→ Task brief:
Set down, please, without alteration, the lines of the entries below from the first through the one containing "encodes an errno".

→ Extracted data entries:
^^^^^^^^^^^^^^^^

use nix::errno::Errno;
use nix::unistd::Pid;

use crate::error::PathResolutionError;
use crate::handlers::{self, HandlerContext};
use crate::process_state::FdSharing;
use crate::resolver::Resolved;

/// Largest magnitude of a negative return value that encodes an errno
const MAX_ERRNO: i64 = 4095;

/// Raw arguments of a syscall as seen at its entry
#[derive(Debug, Clone, Copy, PartialEq, Eq)]
pub struct SyscallEntry {
    pub number: i64,
    pub args: [u64; 6],
}

/// One completed syscall invocation
#[derive(Debug, Clone, Copy, PartialEq, Eq)]
pub struct SyscallArgs {
    pub pid: Pid,
    pub number: i64,
    pub args: [u64; 6],
    pub ret: i64,
}

impl SyscallArgs {
    pub fn new(pid: Pid, number: i64, args: [u64; 6], ret: i64) -> Self {
        Self {
            pid,
            number,
            args,
            ret,
        }
    }

    pub fn completed(pid: Pid, entry: SyscallEntry, ret: i64) -> Self {
        Self::new(pid, entry.number, entry.args, ret)
    }

    pub fn arg(&self, idx: usize) -> u64 {
        self.args[idx]
    }

    /// Argument `idx` as a descriptor or other C `int`
    pub fn int_arg(&self, idx: usize) -> i32 {
        self.args[idx] as i32
    }

    pub fn failed(&self) -> bool {
        self.ret < 0 && self.ret >= -MAX_ERRNO
    }

    pub fn errno(&self) -> Option<Errno> {
        if self.failed() {
            Some(Errno::from_raw(-self.ret as i32))
        } else {
            None
        }
    }

    /// Return value as a descriptor
    pub fn ret_fd(&self) -> i32 {
        self.ret as i32
    }
}

/// Syscalls the engine recognises. Numbers are mapped to these by the platform handler.
#[derive(Debug, Clone, Copy, PartialEq, Eq, Hash)]
pub enum Syscall {
    Read,
    Pread64,
    Readv,
    Preadv,
    Preadv2,
    Write,
    Pwrite64,
    Writev,
    Pwritev,
    Pwritev2,
    Sendfile,
    CopyFileRange,
    Open,
    Openat,
    Openat2,
    Creat,
    Close,
    CloseRange,
    Stat,
    Lstat,
    Fstat,
    Newfstatat,
    Statx,
    Access,
    Faccessat,
    Faccessat2,
    Readlink,
    Readlinkat,
    Getdents,
    Getdents64,
    Pipe,
    Pipe2,
    Dup,
    Dup2,
    Dup3,
    Fcntl,
    Clone,
    Clone3,
    Fork,
    Vfork,
    Execve,
    Execveat,
    Chdir,
    Fchdir,
    Rename,
    Renameat,
    Renameat2,
    Unlink,
    Unlinkat,
    Rmdir,
    Mkdir,
    Mkdirat,
    Symlink,
    Symlinkat,
    Link,
    Linkat,
    Chmod,
    Fchmod,
    Fchmodat,
    Truncate,
    Ftruncate,
    Fallocate,
    Chown,
    Fchown,
    Lchown,
    Fchownat,
    Utime,
    Utimes,
    Futimesat,
    Utimensat,
    Setxattr,
    Lsetxattr,
    Fsetxattr,
    Removexattr,
    Lremovexattr,
    Fremovexattr,
    Getxattr,
    Lgetxattr,
    Fgetxattr,
    Listxattr,
    Llistxattr,
    Flistxattr,
    Mknod,
    Mknodat,
    /// Recognised, with no effect on dependencies
    Ignored,
    /// Not recognised at all
    Other(i64),
}

impl Syscall {
    pub fn is_spawn(self) -> bool {
        matches!(self, Syscall::Clone | Syscall::Clone3 | Syscall::Fork | Syscall::Vfork)
    }
}

/// A process created by a completed syscall, to be registered by the caller
#[derive(Debug, Clone, Copy, PartialEq, Eq)]
pub struct SpawnEvent {
    pub parent: Pid,
    pub child: Pid,
    pub sharing: FdSharing,
}

/// Filesystem state captured when a syscall entered, for syscalls whose effect destroys the
/// information needed to describe them (the file an `unlink` removed, whether an `O_CREAT` open
/// created its file, ...)
#[derive(Debug, Clone, PartialEq, Eq, Default)]
pub enum EntrySnapshot {
    #[default]
    None,
    Existed(bool),
    Victim(Resolved),
    RenameSource(Resolved),
}

pub type HandlerResult = Result<Option<SpawnEvent>, PathResolutionError>;

pub type HandlerFn = fn(&mut HandlerContext<'_>, &SyscallArgs) -> HandlerResult;

/// Maps a recognised syscall to its handler. `Other` has no handler.
pub fn handler_for(syscall: Syscall) -> Option<HandlerFn> {
    use handlers::{descriptors as d, files as f, process as p};

    let handler: HandlerFn = match syscall {
        Syscall::Read | Syscall::Pread64 | Syscall::Readv | Syscall::Preadv | Syscall::Preadv2 => {
            f::sys_read
        }
        Syscall::Write
        | Syscall::Pwrite64
        | Syscall::Writev
        | Syscall::Pwritev
        | Syscall::Pwritev2 => f::sys_write,
        Syscall::Sendfile => f::sys_sendfile,
        Syscall::CopyFileRange => f::sys_copy_file_range,
        Syscall::Open => f::sys_open,
        Syscall::Openat => f::sys_openat,
        Syscall::Openat2 => f::sys_openat2,
        Syscall::Creat => f::sys_creat,
        Syscall::Stat
        | Syscall::Access
        | Syscall::Readlink
        | Syscall::Getxattr
        | Syscall::Listxattr => f::sys_stat,
        Syscall::Lstat | Syscall::Lgetxattr | Syscall::Llistxattr => f::sys_lstat,
        Syscall::Fstat
        | Syscall::Getdents
        | Syscall::Getdents64
        | Syscall::Fgetxattr
        | Syscall::Flistxattr => f::sys_fstat,
        Syscall::Newfstatat => f::sys_newfstatat,
        Syscall::Statx => f::sys_statx,
        Syscall::Faccessat | Syscall::Readlinkat => f::sys_faccessat,
        Syscall::Faccessat2 => f::sys_faccessat2,
        Syscall::Rename => f::sys_rename,
        Syscall::Renameat | Syscall::Renameat2 => f::sys_renameat,
        Syscall::Unlink | Syscall::Rmdir => f::sys_unlink,
        Syscall::Unlinkat => f::sys_unlinkat,
        Syscall::Mkdir | Syscall::Mknod => f::sys_mkdir,
        Syscall::Mkdirat | Syscall::Mknodat => f::sys_mkdirat,
        Syscall::Symlink => f::sys_symlink,
        Syscall::Symlinkat => f::sys_symlinkat,
        Syscall::Link => f::sys_link,
        Syscall::Linkat => f::sys_linkat,
        Syscall::Chmod
        | Syscall::Truncate
        | Syscall::Chown
        | Syscall::Utime
        | Syscall::Utimes
        | Syscall::Setxattr
        | Syscall::Removexattr => f::sys_chmod,
        Syscall::Lchown | Syscall::Lsetxattr | Syscall::Lremovexattr => f::sys_lchown,
        Syscall::Fchmod
        | Syscall::Ftruncate
        | Syscall::Fchown
        | Syscall::Fallocate
        | Syscall::Fsetxattr
        | Syscall::Fremovexattr => f::sys_fchmod,
        Syscall::Fchmodat => f::sys_fchmodat,
        Syscall::Fchownat => f::sys_fchownat,
        Syscall::Utimensat => f::sys_utimensat,
        Syscall::Futimesat => f::sys_futimesat,
        Syscall::Close => d::sys_close,
        Syscall::CloseRange => d::sys_close_range,
        Syscall::Pipe => d::sys_pipe,
        Syscall::Pipe2 => d::sys_pipe2,
        Syscall::Dup => d::sys_dup,
        Syscall::Dup2 => d::sys_dup2,
        Syscall::Dup3 => d::sys_dup3,
        Syscall::Fcntl => d::sys_fcntl,
        Syscall::Clone => p::sys_clone,
        Syscall::Clone3 => p::sys_clone3,
        Syscall::Fork | Syscall::Vfork => p::sys_fork,
        Syscall::Execve | Syscall::Execveat => p::sys_execve,
        Syscall::Chdir => p::sys_chdir,
        Syscall::Fchdir => p::sys_fchdir,
        Syscall::Ignored => sys_ignore,
        Syscall::Other(_) => return None,
    };
    Some(handler)
}

fn sys_ignore(_ctx: &mut HandlerContext<'_>, _args: &SyscallArgs) -> HandlerResult {
    Ok(None)
}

^^^^^^^^^^^^^^^^

→ Result for this task:
use nix::errno::Errno;
use nix::unistd::Pid;

use crate::error::PathResolutionError;
use crate::handlers::{self, HandlerContext};
use crate::process_state::FdSharing;
use crate::resolver::Resolved;

/// Largest magnitude of a negative return value that encodes an errno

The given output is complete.